Frank Keating, president of the American Council of Life Insurers, Washington, today argued that life insurers need to be federally regulated because they constitute a systemic risk to the financial system.

Michael McRaith, Illinois director of insurance, countered that, if there are federal initiatives, such as initiatives for system risk, then there should be a “state/federal partnership,” rather than a purely federally run system.

McRaith said state insurance regulators support federal initiatives to identify and manage national and global systemic risk.

But, McRaith said, any such partnership must include a “primary role for states in insurance regulation,” with a systemic regulator such as the Federal Reserve Board “integrating but not displacing” state-based regulation of insurance.”

“Consumer access to state-based, local regulatory officials will remain the bulwark of consumer protection,” McRaith added.

McRaith also talked about the optional federal charter approach, which life insurers have proposed in the past as a potential vehicle for establishing a federal insurance regulatory system.

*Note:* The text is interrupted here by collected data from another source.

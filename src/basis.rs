//
// basis.rs
// Copyright (C) 2019 Malcolm Ramsay <m@malramsay.com>
// Distributed under terms of the MIT license.
//

use nalgebra::Matrix3;

/// Construct the Busing–Levy basis matrix from the unit-cell parameters
///
/// The basis matrix B maps fractional lattice coordinates onto an orthonormal
/// Cartesian frame. For cells with non-orthogonal axes, such as the trigonal
/// and hexagonal systems, this is the change of basis required to express a
/// lattice permutation as a true rotation.
///
/// Cell lengths are in arbitrary units and angles in degrees. The matrix is
/// upper triangular with the a* axis along x, following Busing and Levy
/// (1967). Any overall scale factor cancels when B is used in a conjugation,
/// so no 2π convention is applied.
///
/// ```
/// use crystal_symmetry::form_basis;
/// use nalgebra::Matrix3;
/// use approx::assert_abs_diff_eq;
///
/// // A cubic cell of unit length has an orthonormal basis already.
/// let basis = form_basis(1., 1., 1., 90., 90., 90.);
/// assert_abs_diff_eq!(basis, Matrix3::identity(), epsilon = 1e-12);
/// ```
///
pub fn form_basis(a: f64, b: f64, c: f64, alpha: f64, beta: f64, gamma: f64) -> Matrix3<f64> {
    let (alpha, beta, gamma) = (alpha.to_radians(), beta.to_radians(), gamma.to_radians());
    let (cos_a, cos_b, cos_g) = (alpha.cos(), beta.cos(), gamma.cos());

    let volume = a
        * b
        * c
        * f64::sqrt(
            1. - cos_a * cos_a - cos_b * cos_b - cos_g * cos_g + 2. * cos_a * cos_b * cos_g,
        );

    // Reciprocal cell parameters
    let a_star = b * c * alpha.sin() / volume;
    let b_star = a * c * beta.sin() / volume;
    let c_star = a * b * gamma.sin() / volume;
    let cos_b_star = (cos_a * cos_g - cos_b) / (alpha.sin() * gamma.sin());
    let cos_g_star = (cos_a * cos_b - cos_g) / (alpha.sin() * beta.sin());
    let sin_b_star = f64::sqrt(1. - cos_b_star * cos_b_star);
    let sin_g_star = f64::sqrt(1. - cos_g_star * cos_g_star);

    Matrix3::new(
        a_star,
        b_star * cos_g_star,
        c_star * cos_b_star,
        0.,
        b_star * sin_g_star,
        -c_star * sin_b_star * cos_a,
        0.,
        0.,
        1. / c,
    )
}

#[cfg(test)]
mod test {
    use approx::assert_abs_diff_eq;

    use super::*;

    #[test]
    fn orthonormal_cell_is_identity() {
        let basis = form_basis(1., 1., 1., 90., 90., 90.);
        assert_abs_diff_eq!(basis, Matrix3::identity(), epsilon = 1e-12);
    }

    #[test]
    fn orthorhombic_cell_is_diagonal() {
        let basis = form_basis(2., 3., 4., 90., 90., 90.);
        let expected = Matrix3::new(0.5, 0., 0., 0., 1. / 3., 0., 0., 0., 0.25);
        assert_abs_diff_eq!(basis, expected, epsilon = 1e-12);
    }

    #[test]
    fn hexagonal_cell() {
        let basis = form_basis(1., 1., 1., 90., 90., 120.);
        let expected = Matrix3::new(
            2. / f64::sqrt(3.),
            1. / f64::sqrt(3.),
            0.,
            0.,
            1.,
            0.,
            0.,
            0.,
            1.,
        );
        assert_abs_diff_eq!(basis, expected, epsilon = 1e-12);
    }

    #[test]
    fn upper_triangular() {
        let basis = form_basis(1.2, 2.3, 3.4, 80., 95., 110.);
        assert_abs_diff_eq!(basis[(1, 0)], 0.);
        assert_abs_diff_eq!(basis[(2, 0)], 0.);
        assert_abs_diff_eq!(basis[(2, 1)], 0.);
    }

    #[test]
    fn maps_cell_lengths() {
        // The columns of B are the reciprocal-space images of the cell axes,
        // so B applied to a lattice vector has the length of that vector in
        // the real cell for an orthogonal cell.
        let basis = form_basis(2., 3., 4., 90., 90., 90.);
        let vector = basis * nalgebra::Vector3::new(1., 0., 0.);
        assert_abs_diff_eq!(vector.norm(), 0.5, epsilon = 1e-12);
    }
}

An OFC system would let insurers choose between state and federal regulation.

An OFC approach would lead to a system in which the insurer would choose the regulator with the “lightest touch,” McRaith said.

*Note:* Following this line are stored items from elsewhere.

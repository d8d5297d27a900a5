//
// operators.rs
// Copyright (C) 2019 Malcolm Ramsay <m@malramsay.com>
// Distributed under terms of the MIT license.
//

//! The symmetry operator tables of the seven crystal systems
//!
//! Every crystal system has a fixed set of proper rotations under which a
//! lattice is indistinguishable from itself. Each operator has two
//! representations, an integer permutation matrix acting on Miller indices and
//! an orthonormal rotation matrix acting on orientations. Entry i of the
//! rotation table is always the same symmetry element as entry i of the
//! permutation table.
//!
//! Both tables are built once on first use and shared read-only for the life
//! of the process.

use std::sync::OnceLock;

use nalgebra::Matrix3;

use crate::basis::form_basis;
use crate::system::CrystalSystem;

static PERMUTATIONS: OnceLock<[Vec<Matrix3<i32>>; 7]> = OnceLock::new();
static ROTATIONS: OnceLock<[Vec<Matrix3<f64>>; 7]> = OnceLock::new();

impl CrystalSystem {
    /// The lattice permutation operators of this crystal system
    ///
    /// These are the signed integer matrices mapping a set of Miller indices
    /// onto an equivalent set, `hkl_new = perm * hkl`. Entry 0 is always the
    /// identity. The trigonal and hexagonal tables contain only the proper
    /// rotations of their point groups, giving the operator counts
    /// {1, 2, 4, 8, 6, 12, 24} for the systems in id order.
    ///
    /// ```
    /// use crystal_symmetry::CrystalSystem;
    /// assert_eq!(CrystalSystem::Cubic.permutations().len(), 24);
    /// ```
    ///
    pub fn permutations(self) -> &'static [Matrix3<i32>] {
        let tables = PERMUTATIONS.get_or_init(|| CrystalSystem::ALL.map(build_permutations));
        &tables[self as usize - 1]
    }

    /// The orientation-space rotation operators of this crystal system
    ///
    /// Each rotation operator expresses the same symmetry element as the
    /// permutation operator at the same index, acting on an orientation
    /// matrix from the right, `U_new = U * rot`. For the systems with an
    /// orthonormal lattice basis the rotation is simply the transpose of the
    /// permutation. The trigonal and hexagonal cells are not orthogonal, so
    /// their permutations are conjugated through the basis matrix of the
    /// (1, 1, 1, 90, 90, 120) cell, `rot = B * perm^-1 * B^-1`.
    ///
    pub fn rotations(self) -> &'static [Matrix3<f64>] {
        let tables = ROTATIONS.get_or_init(|| CrystalSystem::ALL.map(build_rotations));
        &tables[self as usize - 1]
    }
}

fn build_rotations(system: CrystalSystem) -> Vec<Matrix3<f64>> {
    match system {
        CrystalSystem::Trigonal | CrystalSystem::Hexagonal => {
            let basis = form_basis(1., 1., 1., 90., 90., 120.);
            let basis_inv = basis
                .try_inverse()
                .expect("upper-triangular basis with nonzero diagonal");
            build_permutations(system)
                .iter()
                .map(|perm| basis * unimodular_inverse(perm).map(f64::from) * basis_inv)
                .collect()
        }
        // The remaining systems have an orthonormal lattice basis, where the
        // inverse of a permutation is its transpose.
        _ => build_permutations(system)
            .iter()
            .map(|perm| perm.map(f64::from).transpose())
            .collect(),
    }
}

/// Invert a unimodular integer matrix exactly
///
/// The permutation operators all have determinant ±1, so the adjugate divided
/// by the determinant is again an integer matrix and no floating-point
/// inversion is needed.
fn unimodular_inverse(m: &Matrix3<i32>) -> Matrix3<i32> {
    let det = m[(0, 0)] * (m[(1, 1)] * m[(2, 2)] - m[(1, 2)] * m[(2, 1)])
        - m[(0, 1)] * (m[(1, 0)] * m[(2, 2)] - m[(1, 2)] * m[(2, 0)])
        + m[(0, 2)] * (m[(1, 0)] * m[(2, 1)] - m[(1, 1)] * m[(2, 0)]);
    debug_assert!(det == 1 || det == -1);

    let adjugate = Matrix3::new(
        m[(1, 1)] * m[(2, 2)] - m[(1, 2)] * m[(2, 1)],
        m[(0, 2)] * m[(2, 1)] - m[(0, 1)] * m[(2, 2)],
        m[(0, 1)] * m[(1, 2)] - m[(0, 2)] * m[(1, 1)],
        m[(1, 2)] * m[(2, 0)] - m[(1, 0)] * m[(2, 2)],
        m[(0, 0)] * m[(2, 2)] - m[(0, 2)] * m[(2, 0)],
        m[(0, 2)] * m[(1, 0)] - m[(0, 0)] * m[(1, 2)],
        m[(1, 0)] * m[(2, 1)] - m[(1, 1)] * m[(2, 0)],
        m[(0, 1)] * m[(2, 0)] - m[(0, 0)] * m[(2, 1)],
        m[(0, 0)] * m[(1, 1)] - m[(0, 1)] * m[(1, 0)],
    );
    // det is ±1 so dividing by it is the same as multiplying
    adjugate * det
}

#[rustfmt::skip]
fn build_permutations(system: CrystalSystem) -> Vec<Matrix3<i32>> {
    match system {
        CrystalSystem::Triclinic => vec![
            Matrix3::new( 1,  0,  0,   0,  1,  0,   0,  0,  1),
        ],
        CrystalSystem::Monoclinic => vec![
            Matrix3::new( 1,  0,  0,   0,  1,  0,   0,  0,  1),
            Matrix3::new(-1,  0,  0,   0,  1,  0,   0,  0, -1),
        ],
        CrystalSystem::Orthorhombic => vec![
            Matrix3::new( 1,  0,  0,   0,  1,  0,   0,  0,  1),
            Matrix3::new(-1,  0,  0,   0, -1,  0,   0,  0,  1),
            Matrix3::new(-1,  0,  0,   0,  1,  0,   0,  0, -1),
            Matrix3::new( 1,  0,  0,   0, -1,  0,   0,  0, -1),
        ],
        CrystalSystem::Tetragonal => vec![
            Matrix3::new( 1,  0,  0,   0,  1,  0,   0,  0,  1),
            Matrix3::new(-1,  0,  0,   0, -1,  0,   0,  0,  1),
            Matrix3::new( 0,  1,  0,  -1,  0,  0,   0,  0,  1),
            Matrix3::new( 0, -1,  0,   1,  0,  0,   0,  0,  1),
            Matrix3::new(-1,  0,  0,   0,  1,  0,   0,  0, -1),
            Matrix3::new( 1,  0,  0,   0, -1,  0,   0,  0, -1),
            Matrix3::new( 0,  1,  0,   1,  0,  0,   0,  0, -1),
            Matrix3::new( 0, -1,  0,  -1,  0,  0,   0,  0, -1),
        ],
        CrystalSystem::Trigonal => vec![
            Matrix3::new( 1,  0,  0,   0,  1,  0,   0,  0,  1),
            Matrix3::new( 0,  1,  0,  -1, -1,  0,   0,  0,  1),
            Matrix3::new(-1, -1,  0,   1,  0,  0,   0,  0,  1),
            Matrix3::new( 0,  1,  0,   1,  0,  0,   0,  0, -1),
            Matrix3::new( 1,  0,  0,  -1, -1,  0,   0,  0, -1),
            Matrix3::new(-1, -1,  0,   0,  1,  0,   0,  0, -1),
        ],
        CrystalSystem::Hexagonal => vec![
            Matrix3::new( 1,  0,  0,   0,  1,  0,   0,  0,  1),
            Matrix3::new( 0,  1,  0,  -1, -1,  0,   0,  0,  1),
            Matrix3::new(-1, -1,  0,   1,  0,  0,   0,  0,  1),
            Matrix3::new(-1,  0,  0,   0, -1,  0,   0,  0,  1),
            Matrix3::new( 0, -1,  0,   1,  1,  0,   0,  0,  1),
            Matrix3::new( 1,  1,  0,  -1,  0,  0,   0,  0,  1),
            Matrix3::new( 0,  1,  0,   1,  0,  0,   0,  0, -1),
            Matrix3::new( 1,  0,  0,  -1, -1,  0,   0,  0, -1),
            Matrix3::new(-1, -1,  0,   0,  1,  0,   0,  0, -1),
            Matrix3::new( 0, -1,  0,  -1,  0,  0,   0,  0, -1),
            Matrix3::new(-1,  0,  0,   1,  1,  0,   0,  0, -1),
            Matrix3::new( 1,  1,  0,   0, -1,  0,   0,  0, -1),
        ],
        CrystalSystem::Cubic => vec![
            Matrix3::new( 1,  0,  0,   0,  1,  0,   0,  0,  1),
            Matrix3::new( 1,  0,  0,   0, -1,  0,   0,  0, -1),
            Matrix3::new( 1,  0,  0,   0,  0, -1,   0,  1,  0),
            Matrix3::new( 1,  0,  0,   0,  0,  1,   0, -1,  0),
            Matrix3::new(-1,  0,  0,   0,  1,  0,   0,  0, -1),
            Matrix3::new(-1,  0,  0,   0, -1,  0,   0,  0,  1),
            Matrix3::new(-1,  0,  0,   0,  0, -1,   0, -1,  0),
            Matrix3::new(-1,  0,  0,   0,  0,  1,   0,  1,  0),
            Matrix3::new( 0,  1,  0,  -1,  0,  0,   0,  0,  1),
            Matrix3::new( 0,  1,  0,   0,  0, -1,  -1,  0,  0),
            Matrix3::new( 0,  1,  0,   1,  0,  0,   0,  0, -1),
            Matrix3::new( 0,  1,  0,   0,  0,  1,   1,  0,  0),
            Matrix3::new( 0, -1,  0,   1,  0,  0,   0,  0,  1),
            Matrix3::new( 0, -1,  0,   0,  0, -1,   1,  0,  0),
            Matrix3::new( 0, -1,  0,  -1,  0,  0,   0,  0, -1),
            Matrix3::new( 0, -1,  0,   0,  0,  1,  -1,  0,  0),
            Matrix3::new( 0,  0,  1,   0,  1,  0,  -1,  0,  0),
            Matrix3::new( 0,  0,  1,   1,  0,  0,   0,  1,  0),
            Matrix3::new( 0,  0,  1,   0, -1,  0,   1,  0,  0),
            Matrix3::new( 0,  0,  1,  -1,  0,  0,   0, -1,  0),
            Matrix3::new( 0,  0, -1,   0,  1,  0,   1,  0,  0),
            Matrix3::new( 0,  0, -1,  -1,  0,  0,   0,  1,  0),
            Matrix3::new( 0,  0, -1,   0, -1,  0,  -1,  0,  0),
            Matrix3::new( 0,  0, -1,   1,  0,  0,   0, -1,  0),
        ],
    }
}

McRaith said an ability to choose between a state and federal regulator would lead to “regulatory arbitrage” and failures.

Keating did not talk about an OFC proposal. He talked about a “federal insurance regulatory authority” without defining whether the authority would be a separate agency or through an existing federal regulatory entity.

“We urge Congress to recognize the systemic importance of our industry to the economy and to the retirement and financial security of millions of consumers and tailor reform and stabilization initiatives accordingly,” Keating said. “Failure to do so runs the very real risk of doing grave harm to both…. If there are insurance firms that are deemed systemically significant, the question arises as to how the federal systemic risk regulator will be able to coordinate effectively with multiple state insurance regulators?

“How will federal policy decisions be effectively coordinated with state regulators who need not adhere to those policy decisions and who may differ among themselves regarding the standards under which insurance companies should be regulated?”

Moreover, Keating said, state insurance regulators do not have the authority to set U.S. policy on insurance regulation or negotiate and enter into treaties and other agreements that address global financial regulatory issues.

“To be clear, any reforms to functional insurance regulation should start and end with the states,” McRaith said.

“Federal assistance may be necessary if targeted to streamline insurance regulator interaction and coordination with other functional regulators, but that initiative should not supplant or misplace the state regulatory system,” McRaith said.

“The insurance industry, even in these difficult times, has withstood the collapse that echo through other financial sectors,” McRaith said.

“Vigilant, engaged and effective prudential supervision by the states” has fostered “insurance marketplace stability, and we urge caution in any federal initiative that may jeopardize the state-based platform for such oversight,” McRaith said.

But Keating argued that “crisis-related decisions at the federal level too often produced significant adverse effects on life insurers.

“These decisions occurred with little or no understanding of their effects on life insurers due to the absence of a federal insurance regulatory authority,” Keating said.